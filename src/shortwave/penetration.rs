//! Net penetrating shortwave flux at every interface of a column.
//!
//! Uses the same per-layer attenuation as [`absorb_remaining`] without
//! touching any state, for boundary-layer schemes that need the flux
//! profile rather than the heating.
//!
//! [`absorb_remaining`]: super::absorb_remaining

use log::trace;

use super::attenuation::attenuate;
use super::config::ShortwaveConfig;
use super::error::ShortwaveError;
use super::optics::Optics;

/// Flux profile returned by [`integrate_penetrating_flux`].
#[derive(Clone, Debug, Default, PartialEq)]
pub struct PenetratingFlux {
    /// Net downward flux at each interface, surface first [K H]
    pub net: Vec<f64>,
    /// Flux reaching the bottom before any redistribution [K H]
    pub bottom_residual: f64,
    /// Part of the residual folded back into the column [K H]
    pub redistributed_heat: f64,
    /// Part of the residual dropped by the limiter [K H]
    pub discarded_heat: f64,
}

impl PenetratingFlux {
    /// Heat deposited in layer `k`.
    pub fn layer_heating(&self, k: usize) -> f64 {
        self.net[k] - self.net[k + 1]
    }

    pub fn n_layers(&self) -> usize {
        self.net.len().saturating_sub(1)
    }
}

/// Integrate the net penetrating flux through a column.
///
/// `incident` holds the per-band irradiance at the surface. With
/// `absorb_all` the bottom residual is folded back into the profile in
/// proportion to the heated thickness above each interface, so the flux at
/// the bottom interface equals the part dropped by the `flux_limit_depth`
/// limiter (zero when the heated thickness reaches it).
pub fn integrate_penetrating_flux(
    config: &ShortwaveConfig,
    optics: &Optics,
    thickness: &[f64],
    incident: &[f64],
    dt: f64,
    flux_limit_depth: f64,
    absorb_all: bool,
) -> Result<PenetratingFlux, ShortwaveError> {
    let nk = thickness.len();
    let nsw = optics.n_bands();
    ShortwaveError::check_len("opacity layers", nk, optics.n_layers())?;
    ShortwaveError::check_len("irradiance", nsw, incident.len())?;

    let mut pen = incident.to_vec();
    let mut net = vec![0.0; nk + 1];
    let mut heated_above = vec![0.0; nk + 1];
    net[0] = pen.iter().sum();

    let mut h_heat = 0.0;
    for (k, &h) in thickness.iter().enumerate() {
        let weight = config.heating_weight(h);
        if weight > 0.0 {
            for (n, pen_n) in pen.iter_mut().enumerate() {
                if *pen_n <= 0.0 {
                    continue;
                }
                let att = attenuate(config, nsw, *pen_n, optics.opacity(n, k), h, weight, dt);
                *pen_n -= att.heat;
            }
        }
        net[k + 1] = pen.iter().sum();
        h_heat += weight * h;
        heated_above[k + 1] = h_heat;
    }

    let mut flux = PenetratingFlux {
        bottom_residual: net[nk],
        ..Default::default()
    };

    if absorb_all && flux.bottom_residual > 0.0 && h_heat > 0.0 {
        let remaining = flux.bottom_residual;
        let fraction = if flux_limit_depth <= 0.0 || h_heat >= flux_limit_depth {
            1.0
        } else {
            h_heat / flux_limit_depth
        };
        flux.redistributed_heat = remaining * fraction;
        flux.discarded_heat = remaining - flux.redistributed_heat;
        for k in 1..=nk {
            net[k] -= flux.redistributed_heat * heated_above[k] / h_heat;
        }
        net[nk] = flux.discarded_heat;
    }

    trace!(
        "penetrating flux: surface={:.3e} bottom={:.3e}",
        net[0], net[nk]
    );

    flux.net = net;
    Ok(flux)
}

→ What to work on:
The answer must be the same records, repeated exactly and in full.

→ Reply to the task:
filename src/shortwave/penetration.rs
//! Net penetrating shortwave flux at every interface of a column.
//!
//! Uses the same per-layer attenuation as [`absorb_remaining`] without
//! touching any state, for boundary-layer schemes that need the flux
//! profile rather than the heating.
//!
//! [`absorb_remaining`]: super::absorb_remaining

use log::trace;

use super::attenuation::attenuate;
use super::config::ShortwaveConfig;
use super::error::ShortwaveError;
use super::optics::Optics;

/// Flux profile returned by [`integrate_penetrating_flux`].
#[derive(Clone, Debug, Default, PartialEq)]
pub struct PenetratingFlux {
    /// Net downward flux at each interface, surface first [K H]
    pub net: Vec<f64>,
    /// Flux reaching the bottom before any redistribution [K H]
    pub bottom_residual: f64,
    /// Part of the residual folded back into the column [K H]
    pub redistributed_heat: f64,
    /// Part of the residual dropped by the limiter [K H]
    pub discarded_heat: f64,
}

impl PenetratingFlux {
    /// Heat deposited in layer `k`.
    pub fn layer_heating(&self, k: usize) -> f64 {
        self.net[k] - self.net[k + 1]
    }

    pub fn n_layers(&self) -> usize {
        self.net.len().saturating_sub(1)
    }
}

/// Integrate the net penetrating flux through a column.
///
/// `incident` holds the per-band irradiance at the surface. With
/// `absorb_all` the bottom residual is folded back into the profile in
/// proportion to the heated thickness above each interface, so the flux at
/// the bottom interface equals the part dropped by the `flux_limit_depth`
/// limiter (zero when the heated thickness reaches it).
pub fn integrate_penetrating_flux(
    config: &ShortwaveConfig,
    optics: &Optics,
    thickness: &[f64],
    incident: &[f64],
    dt: f64,
    flux_limit_depth: f64,
    absorb_all: bool,
) -> Result<PenetratingFlux, ShortwaveError> {
    let nk = thickness.len();
    let nsw = optics.n_bands();
    ShortwaveError::check_len("opacity layers", nk, optics.n_layers())?;
    ShortwaveError::check_len("irradiance", nsw, incident.len())?;

    let mut pen = incident.to_vec();
    let mut net = vec![0.0; nk + 1];
    let mut heated_above = vec![0.0; nk + 1];
    net[0] = pen.iter().sum();

    let mut h_heat = 0.0;
    for (k, &h) in thickness.iter().enumerate() {
        let weight = config.heating_weight(h);
        if weight > 0.0 {
            for (n, pen_n) in pen.iter_mut().enumerate() {
                if *pen_n <= 0.0 {
                    continue;
                }
                let att = attenuate(config, nsw, *pen_n, optics.opacity(n, k), h, weight, dt);
                *pen_n -= att.heat;
            }
        }
        net[k + 1] = pen.iter().sum();
        h_heat += weight * h;
        heated_above[k + 1] = h_heat;
    }

    let mut flux = PenetratingFlux {
        bottom_residual: net[nk],
        ..Default::default()
    };

    if absorb_all && flux.bottom_residual > 0.0 && h_heat > 0.0 {
        let remaining = flux.bottom_residual;
        let fraction = if flux_limit_depth <= 0.0 || h_heat >= flux_limit_depth {
            1.0
        } else {
            h_heat / flux_limit_depth
        };
        flux.redistributed_heat = remaining * fraction;
        flux.discarded_heat = remaining - flux.redistributed_heat;
        for k in 1..=nk {
            net[k] -= flux.redistributed_heat * heated_above[k] / h_heat;
        }
        net[nk] = flux.discarded_heat;
    }

    trace!(
        "penetrating flux: surface={:.3e} bottom={:.3e}",
        net[0], net[nk]
    );

    flux.net = net;
    Ok(flux)
}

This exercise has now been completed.